Task details —
Line by line, return the data exactly as shown.

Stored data
§ §
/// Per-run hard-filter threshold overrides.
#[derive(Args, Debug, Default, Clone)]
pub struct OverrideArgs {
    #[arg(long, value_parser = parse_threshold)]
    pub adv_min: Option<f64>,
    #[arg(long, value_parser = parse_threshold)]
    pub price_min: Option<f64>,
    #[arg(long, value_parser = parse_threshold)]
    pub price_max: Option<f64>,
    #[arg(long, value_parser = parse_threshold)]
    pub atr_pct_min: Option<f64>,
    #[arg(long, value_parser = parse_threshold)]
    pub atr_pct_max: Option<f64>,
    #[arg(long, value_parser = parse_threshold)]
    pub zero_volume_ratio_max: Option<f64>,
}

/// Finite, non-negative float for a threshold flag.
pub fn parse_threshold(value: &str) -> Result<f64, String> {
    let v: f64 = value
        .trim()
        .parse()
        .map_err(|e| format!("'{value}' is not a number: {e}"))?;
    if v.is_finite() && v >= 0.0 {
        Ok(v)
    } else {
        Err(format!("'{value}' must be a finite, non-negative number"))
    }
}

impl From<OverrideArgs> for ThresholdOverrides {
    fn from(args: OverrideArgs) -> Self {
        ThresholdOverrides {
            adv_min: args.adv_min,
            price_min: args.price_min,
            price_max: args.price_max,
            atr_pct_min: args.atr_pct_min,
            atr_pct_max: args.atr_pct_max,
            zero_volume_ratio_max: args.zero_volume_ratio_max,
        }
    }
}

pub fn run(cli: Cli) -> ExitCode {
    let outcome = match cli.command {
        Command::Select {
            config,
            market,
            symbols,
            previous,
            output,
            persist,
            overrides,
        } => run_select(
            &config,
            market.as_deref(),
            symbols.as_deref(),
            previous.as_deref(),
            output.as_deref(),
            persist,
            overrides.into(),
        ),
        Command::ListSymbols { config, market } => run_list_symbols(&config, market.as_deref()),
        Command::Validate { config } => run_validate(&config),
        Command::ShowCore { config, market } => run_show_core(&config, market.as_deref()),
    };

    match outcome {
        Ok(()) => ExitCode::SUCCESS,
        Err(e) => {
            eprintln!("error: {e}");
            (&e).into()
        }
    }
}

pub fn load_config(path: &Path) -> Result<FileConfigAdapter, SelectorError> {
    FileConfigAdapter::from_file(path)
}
§ §
Solution —
/// Per-run hard-filter threshold overrides.
#[derive(Args, Debug, Default, Clone)]
pub struct OverrideArgs {
    #[arg(long, value_parser = parse_threshold)]
    pub adv_min: Option<f64>,
    #[arg(long, value_parser = parse_threshold)]
    pub price_min: Option<f64>,
    #[arg(long, value_parser = parse_threshold)]
    pub price_max: Option<f64>,
    #[arg(long, value_parser = parse_threshold)]
    pub atr_pct_min: Option<f64>,
    #[arg(long, value_parser = parse_threshold)]
    pub atr_pct_max: Option<f64>,
    #[arg(long, value_parser = parse_threshold)]
    pub zero_volume_ratio_max: Option<f64>,
}

/// Finite, non-negative float for a threshold flag.
pub fn parse_threshold(value: &str) -> Result<f64, String> {
    let v: f64 = value
        .trim()
        .parse()
        .map_err(|e| format!("'{value}' is not a number: {e}"))?;
    if v.is_finite() && v >= 0.0 {
        Ok(v)
    } else {
        Err(format!("'{value}' must be a finite, non-negative number"))
    }
}

impl From<OverrideArgs> for ThresholdOverrides {
    fn from(args: OverrideArgs) -> Self {
        ThresholdOverrides {
            adv_min: args.adv_min,
            price_min: args.price_min,
            price_max: args.price_max,
            atr_pct_min: args.atr_pct_min,
            atr_pct_max: args.atr_pct_max,
            zero_volume_ratio_max: args.zero_volume_ratio_max,
        }
    }
}

pub fn run(cli: Cli) -> ExitCode {
    let outcome = match cli.command {
        Command::Select {
            config,
            market,
            symbols,
            previous,
            output,
            persist,
            overrides,
        } => run_select(
            &config,
            market.as_deref(),
            symbols.as_deref(),
            previous.as_deref(),
            output.as_deref(),
            persist,
            overrides.into(),
        ),
        Command::ListSymbols { config, market } => run_list_symbols(&config, market.as_deref()),
        Command::Validate { config } => run_validate(&config),
        Command::ShowCore { config, market } => run_show_core(&config, market.as_deref()),
    };

    match outcome {
        Ok(()) => ExitCode::SUCCESS,
        Err(e) => {
            eprintln!("error: {e}");
            (&e).into()
        }
    }
}

pub fn load_config(path: &Path) -> Result<FileConfigAdapter, SelectorError> {
    FileConfigAdapter::from_file(path)
}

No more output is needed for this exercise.